入るまでは信じてなどいなかった。冒険者としてちょっと上手く立ち回れば、王国の親衛隊に取り上げられてもらえる。その程度の軽い気持ちだった。
最初に司教が逃げた。宝箱から出た剣を鑑定しているときに誤って「触っちまった」んだ。たまにある事故で、最悪でも寺院でお祓いして貰えば済む程度のことのはずだった。

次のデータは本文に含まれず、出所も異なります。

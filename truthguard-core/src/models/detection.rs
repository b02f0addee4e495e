use chrono::{DateTime, Utc};
use serde::{Deserialize, Serialize};
use std::fmt;
use std::str::FromStr;
use thiserror::Error;
use uuid::Uuid;

pub const MIN_CONFIDENCE: f64 = 0.0;
pub const MAX_CONFIDENCE: f64 = 100.0;

/// The kind of content a detection was run against.
#[derive(Debug, Clone, Copy, PartialEq, Eq, Hash, Serialize, Deserialize)]
#[serde(rename_all = "lowercase")]
pub enum DetectionKind {
    News,
    Image,
    Video,
    Audio,
}

impl DetectionKind {
    pub fn as_str(&self) -> &'static str {
        match self {
            DetectionKind::News => "news",
            DetectionKind::Image => "image",
            DetectionKind::Video => "video",
            DetectionKind::Audio => "audio",
        }
    }

    pub fn is_media(&self) -> bool {
        !matches!(self, DetectionKind::News)
    }

    /// Parse a media type as submitted to the deepfake route. `news` is not a
    /// media type and is rejected like any unknown value.
    pub fn parse_media(s: &str) -> Result<Self, ValidationError> {
        match s.parse::<DetectionKind>() {
            Ok(kind) if kind.is_media() => Ok(kind),
            _ => Err(ValidationError::UnsupportedMediaType(s.to_string())),
        }
    }
}

impl fmt::Display for DetectionKind {
    fn fmt(&self, f: &mut fmt::Formatter<'_>) -> fmt::Result {
        f.write_str(self.as_str())
    }
}

impl FromStr for DetectionKind {
    type Err = ValidationError;

    fn from_str(s: &str) -> Result<Self, Self::Err> {
        match s {
            "news" => Ok(DetectionKind::News),
            "image" => Ok(DetectionKind::Image),
            "video" => Ok(DetectionKind::Video),
            "audio" => Ok(DetectionKind::Audio),
            other => Err(ValidationError::UnknownKind(other.to_string())),
        }
    }
}

/// Schema violations caught before a record reaches storage.
#[derive(Error, Debug, Clone, PartialEq)]
pub enum ValidationError {
    #[error("unknown detection type `{0}`")]
    UnknownKind(String),

    #[error("unsupported media type `{0}`")]
    UnsupportedMediaType(String),

    #[error("confidence {0} is outside [0, 100]")]
    ConfidenceOutOfRange(f64),

    #[error("required field `{0}` is empty")]
    EmptyField(&'static str),
}

/// One analysed submission. Written once, never updated.
#[derive(Debug, Clone, PartialEq, Serialize, Deserialize)]
#[serde(rename_all = "camelCase")]
pub struct DetectionRecord {
    pub id: Uuid,
    #[serde(rename = "type")]
    pub kind: DetectionKind,
    pub data: String,
    pub is_authentic: bool,
    pub confidence: f64,
    pub message: String,
    pub timestamp: DateTime<Utc>,
}

impl DetectionRecord {
    pub fn new(
        kind: DetectionKind,
        data: impl Into<String>,
        is_authentic: bool,
        confidence: f64,
        message: impl Into<String>,
    ) -> Self {
        Self {
            id: Uuid::new_v4(),
            kind,
            data: data.into(),
            is_authentic,
            confidence,
            message: message.into(),
            timestamp: Utc::now(),
        }
    }

    pub fn validate(&self) -> Result<(), ValidationError> {
        // NaN fails both comparisons, so it is rejected here too.
        if !(MIN_CONFIDENCE..=MAX_CONFIDENCE).contains(&self.confidence) {
            return Err(ValidationError::ConfidenceOutOfRange(self.confidence));
        }
        if self.data.is_empty() {
            return Err(ValidationError::EmptyField("data"));
        }
        if self.message.is_empty() {
            return Err(ValidationError::EmptyField("message"));
        }
        Ok(())
    }
}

だが奴は「ここには邪悪な瘴気が!」とかなんとか言いながら迷宮の奥の方へ走り去っていった。ケッ、ノーム連中は腰抜けか、と思っていた。ホビットの魔法使いたち(ちなみに奴らは双子だ)が追いかけようと提案してきたが、俺は却下した。死にたいやつは死ねばいい。
幸い、相棒の盗賊の腕は確かだ。あと一部屋だけ探索して、今日は切り上げるつもりだった。
扉を蹴破る。
ラッキー、床には古銭が山になっていた。しかし、やけに新しい…ような?
と、古銭は宙を舞い、そして炎を噴き出してきた!「畜生、コイツら魔物か!」
炎自体の威力はさほどでもないが、何せ数が多い。体力の少ない双子が倒れ、次いで相棒が火に巻かれた。そして俺も…。